Ucapan orang yang ada disekitar Naren, membuat Naren langsung mengingat jika Inka mengenakan pakaian yang sama, Naren langsung mendekati orang itu dan bertanya secara detail.
Orang yang ia temui itu, menceritakan ciri-ciri wanita muda yang mengalami luka serius, dan ciri-ciri itu menuju kepada Inka.
Perasaan yang campur aduk, membuat Naren langsung melajukan mobiknya menuju rumah sakit terdekat, ia tidak memperdulikan setiap kendaraan yang ada di jalan raya, ia terus menyalip agar segera sampai rumah sakit.

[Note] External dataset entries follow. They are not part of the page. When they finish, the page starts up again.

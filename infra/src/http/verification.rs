//! Email verification endpoints

use async_trait::async_trait;
use li_core::errors::ApiError;
use li_core::services::verification::VerificationApi;
use li_shared::api::{ResendCodeBody, VerifyEmailBody};

use super::client::HttpApiClient;

const VERIFY_PATH: &str = "/auth/verify-email";
const RESEND_PATH: &str = "/auth/resend-verification-code";

#[async_trait]
impl VerificationApi for HttpApiClient {
    async fn verify_email(&self, email: &str, code: &str) -> Result<(), ApiError> {
        let body = VerifyEmailBody {
            email: email.to_string(),
            verification_code: code.to_string(),
        };
        self.post_unit(VERIFY_PATH, &body).await
    }

    async fn resend_verification_code(&self, email: &str) -> Result<(), ApiError> {
        let body = ResendCodeBody {
            email: email.to_string(),
        };
        self.post_unit(RESEND_PATH, &body).await
    }
}
//! In-memory implementation of KeyValueStore

use async_trait::async_trait;
use std::collections::HashMap;
use std::sync::Arc;
use tokio::sync::RwLock;

use crate::errors::DomainError;

use super::r#trait::KeyValueStore;

/// Process-local key-value store
///
/// Clones share the same underlying map.
#[derive(Debug, Clone, Default)]
pub struct InMemoryKeyValueStore {
    entries: Arc<RwLock<HashMap<String, String>>>,
}

impl InMemoryKeyValueStore {
    /// Create an empty store
    pub fn new() -> Self {
        Self::default()
    }

    /// Number of stored entries
    pub async fn len(&self) -> usize {
        self.entries.read().await.len()
    }

    /// Whether the store holds no entries
    pub async fn is_empty(&self) -> bool {
        self.entries.read().await.is_empty()
    }
}

#[async_trait]
impl KeyValueStore for InMemoryKeyValueStore {
    async fn get(&self, key: &str) -> Result<Option<String>, DomainError> {
        Ok(self.entries.read().await.get(key).cloned())
    }

    async fn set(&self, key: &str, value: &str) -> Result<(), DomainError> {
        self.entries
            .write()
            .await
            .insert(key.to_string(), value.to_string());
        Ok(())
    }

    async fn remove(&self, key: &str) -> Result<bool, DomainError> {
        Ok(self.entries.write().await.remove(key).is_some())
    }
}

Sampai di rumah sakit, Naren langsung bertanya kepada perawat yang berjaga, tentang korban ledakan bus Yongyo. Perawat itu langsung menunjuk ke arah bad no.16.
Perlahan Naren melangkahkan kakinya, terlihat celana jeans wanita muda yang di kira Inka itu, terlihat koyak dan di penuhi luka lecet, membuat Naren langsung membuka tirai no.16. Saat tirai itu terbuka, betapa terkejutnya Naren melihat wajah wanita itu, tatapannya kosong dan seketika badannya lemas. Naren seolah menyesali ucapannya yang menyuruh Inka pulang.
Ada rasa bersalah didalam hatinya, ia langsung memegang tangan wanita itu, menatap dengan tatapan sendu.
"Kau harus selamat, ku mohon aku hampir tidak bisa hidup tanpamu," lirih Naren.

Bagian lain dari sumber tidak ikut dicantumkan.